Tirei uma foto qualquer e enviei-a para Bert, a fim de saber se estava no mínimo apresentável. Um conjunto inteiramente preto, composto por uma camisa simples, sem estampas que encontrei no meio da minha bagunça de camisas de banda e moletons com cores vibrantes, uma calça jeans e o tênis do modo mais limpo que consegui deixar com uma escova e sabão.

Ouvi o toque de meu celular e era Bert, que não sabia agir como uma pessoa normal e responder minha mensagem, e precisava me ligar para provavelmente gritar comigo dizendo que eu era terrível para escolher roupas.

— Você só pode estar brincando! — Gritou ele do outro lado da linha.

— O que?! – Perguntei, ficando nervoso pelo seu tom.

— Vem aqui agora mesmo, anão! Não vou deixar que estrague seu futuro por besteira.
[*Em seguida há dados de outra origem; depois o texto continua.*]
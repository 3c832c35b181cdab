//! Remote content source
//!
//! Fetches a document through a GitHub-style contents API: one GET, a JSON
//! envelope whose `content` field holds base64 text. There is no retry; any
//! failure is returned to the caller, which substitutes a fallback link.

use base64::Engine;
use percent_encoding::{utf8_percent_encode, AsciiSet, CONTROLS};
use reqwest::header::{ACCEPT, USER_AGENT};
use serde::Deserialize;
use thiserror::Error;

use crate::config::RemoteConfig;

/// Characters escaped inside a single URL path segment
const SEGMENT: &AsciiSet = &CONTROLS
    .add(b' ')
    .add(b'"')
    .add(b'#')
    .add(b'%')
    .add(b'/')
    .add(b'<')
    .add(b'>')
    .add(b'?')
    .add(b'`')
    .add(b'{')
    .add(b'}');

/// Remote fetch errors
#[derive(Error, Debug)]
pub enum RemoteError {
    #[error("Remote source is not configured (owner and repo are required)")]
    NotConfigured,

    #[error("HTTP error: {0}")]
    Http(#[from] reqwest::Error),

    #[error("Remote returned status {0}")]
    Status(u16),

    #[error("Response has no content field")]
    MissingContent,

    #[error("Invalid base64 content: {0}")]
    Decode(#[from] base64::DecodeError),

    #[error("Content is not valid UTF-8: {0}")]
    Utf8(#[from] std::string::FromUtf8Error),
}

#[derive(Debug, Deserialize)]
struct ContentsEnvelope {
    content: Option<String>,
}

/// Client for the configured remote repository
#[derive(Debug, Clone)]
pub struct RemoteSource {
    config: RemoteConfig,
    client: reqwest::Client,
}

impl RemoteSource {
    pub fn new(config: RemoteConfig) -> Self {
        Self {
            config,
            client: reqwest::Client::new(),
        }
    }

    /// API URL for a repository-relative path
    pub fn url_for(&self, path: &str) -> String {
        let path = path
            .split('/')
            .filter(|s| !s.is_empty())
            .map(|s| utf8_percent_encode(s, SEGMENT).to_string())
            .collect::<Vec<_>>()
            .join("/");

        format!(
            "{}/repos/{}/{}/contents/{}?ref={}",
            self.config.api_base.trim_end_matches('/'),
            utf8_percent_encode(&self.config.owner, SEGMENT),
            utf8_percent_encode(&self.config.repo, SEGMENT),
            path,
            utf8_percent_encode(&self.config.branch, SEGMENT)
        )
    }

    /// Fetch and decode one document
    pub async fn fetch(&self, path: &str) -> Result<String, RemoteError> {
        if self.config.owner.is_empty() || self.config.repo.is_empty() {
            return Err(RemoteError::NotConfigured);
        }

        let url = self.url_for(path);
        tracing::debug!("Fetching remote content: {}", url);

        let response = self
            .client
            .get(&url)
            .header(ACCEPT, "application/vnd.github+json")
            .header(USER_AGENT, concat!("folio-rs/", env!("CARGO_PKG_VERSION")))
            .send()
            .await?;

        let status = response.status();
        if !status.is_success() {
            return Err(RemoteError::Status(status.as_u16()));
        }

        let envelope: ContentsEnvelope = response.json().await?;
        let encoded = envelope.content.ok_or(RemoteError::MissingContent)?;
        decode_content(&encoded)
    }
}

/// Decode base64 text as returned by the contents API (wrapped with newlines)
pub fn decode_content(encoded: &str) -> Result<String, RemoteError> {
    let compact: String = encoded.chars().filter(|c| !c.is_ascii_whitespace()).collect();
    let bytes = base64::engine::general_purpose::STANDARD.decode(compact)?;
    Ok(String::from_utf8(bytes)?)
}


#[cfg(test)]
mod tests {
    use super::testing::{config_for, spawn};
    use super::*;
    use axum::http::StatusCode;
    use axum::{Json, Router};
    use base64::engine::general_purpose::STANDARD;

    #[test]
    fn test_url_for_encodes_segments() {
        let source = RemoteSource::new(RemoteConfig {
            owner: "someone".to_string(),
            repo: "my-website".to_string(),
            ..RemoteConfig::default()
        });
        assert_eq!(
            source.url_for("content/notes/学习之道.md"),
            "https://api.github.com/repos/someone/my-website/contents/content/notes/%E5%AD%A6%E4%B9%A0%E4%B9%8B%E9%81%93.md?ref=main"
        );
        assert_eq!(
            source.url_for("/content/a b.md"),
            "https://api.github.com/repos/someone/my-website/contents/content/a%20b.md?ref=main"
        );
    }

    #[test]
    fn test_decode_content_with_newlines() {
        let encoded = STANDARD.encode("# 你好\n\nworld");
        let (a, b) = encoded.split_at(6);
        let wrapped = format!("{}\n{}\n", a, b);
        assert_eq!(decode_content(&wrapped).unwrap(), "# 你好\n\nworld");
    }

    #[test]
    fn test_decode_content_errors() {
        assert!(matches!(decode_content("!!!"), Err(RemoteError::Decode(_))));
        let not_utf8 = STANDARD.encode([0xff, 0xfe]);
        assert!(matches!(decode_content(&not_utf8), Err(RemoteError::Utf8(_))));
    }

    #[tokio::test]
    async fn test_fetch_success() {
        let body = STANDARD.encode("remote **text**");
        let app = Router::new().fallback(move || {
            let body = body.clone();
            async move { Json(serde_json::json!({ "content": body, "encoding": "base64" })) }
        });
        let addr = spawn(app).await;

        let source = RemoteSource::new(config_for(addr));
        assert_eq!(source.fetch("content/a.md").await.unwrap(), "remote **text**");
    }

    #[tokio::test]
    async fn test_fetch_not_found() {
        let app = Router::new().fallback(|| async { (StatusCode::NOT_FOUND, "Not Found") });
        let addr = spawn(app).await;

        let source = RemoteSource::new(config_for(addr));
        let err = source.fetch("content/missing.md").await.unwrap_err();
        assert!(matches!(err, RemoteError::Status(404)));
    }

    #[tokio::test]
    async fn test_fetch_missing_content_field() {
        let app = Router::new()
            .fallback(|| async { Json(serde_json::json!({ "type": "dir", "entries": [] })) });
        let addr = spawn(app).await;

        let source = RemoteSource::new(config_for(addr));
        let err = source.fetch("content").await.unwrap_err();
        assert!(matches!(err, RemoteError::MissingContent));
    }

    #[tokio::test]
    async fn test_fetch_unconfigured() {
        let source = RemoteSource::new(RemoteConfig::default());
        let err = source.fetch("content/a.md").await.unwrap_err();
        assert!(matches!(err, RemoteError::NotConfigured));
    }
}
O que será que tem de errado em minha roupa? Passei os olhos novamente no espelho e ajeitei a gola da camisa que usava. Eu não estava feio ou desleixado, estava? Ou será que usar a porra de um terno me faria mostrar mais capacidade para escrever um quadrinho decente ao nível de Way?

Bert desligou sem ao menos se despedir, então saí apressado, pegando os itens que precisaria e me dirigi até sua casa, sem me importar, já que era caminho para o grande prédio onde se encontrava a editora.

Minhas pernas tremiam e eu me sentia como o garotinho que sempre fui.

De família humilde, sonhos nunca foram viáveis para o futuro de uma criança com imaginação fértil. Sendo assim, imaginei uma coragem imensa que na verdade não tinha e acabei por sair de Nova Jérsei, me dando muito mal no começo. Vim parar em Nova Iorque por meio de bicos e economizando uns bons meses sem cigarros ou bebidas, muito menos me dar ao luxo de sair. Por isso, quando cheguei aqui, sem trabalho, sem experiência em praticamente nada, Bert apareceu e foi como um anjo em minha vida, que me ajudou nos primeiros meses, até eu conseguir um trabalho em um supermercado e ser capaz de manter um cômodo sozinho. Claro que com algumas dificuldades, principalmente no começo, onde eu precisaria de um fogão e uma geladeira, já que comer na rua sairia muito mais caro do que cozinhar em casa. Comprei algumas coisas em uma loja de itens usados e conseguia me manter, ainda sem luxos, mas em pé.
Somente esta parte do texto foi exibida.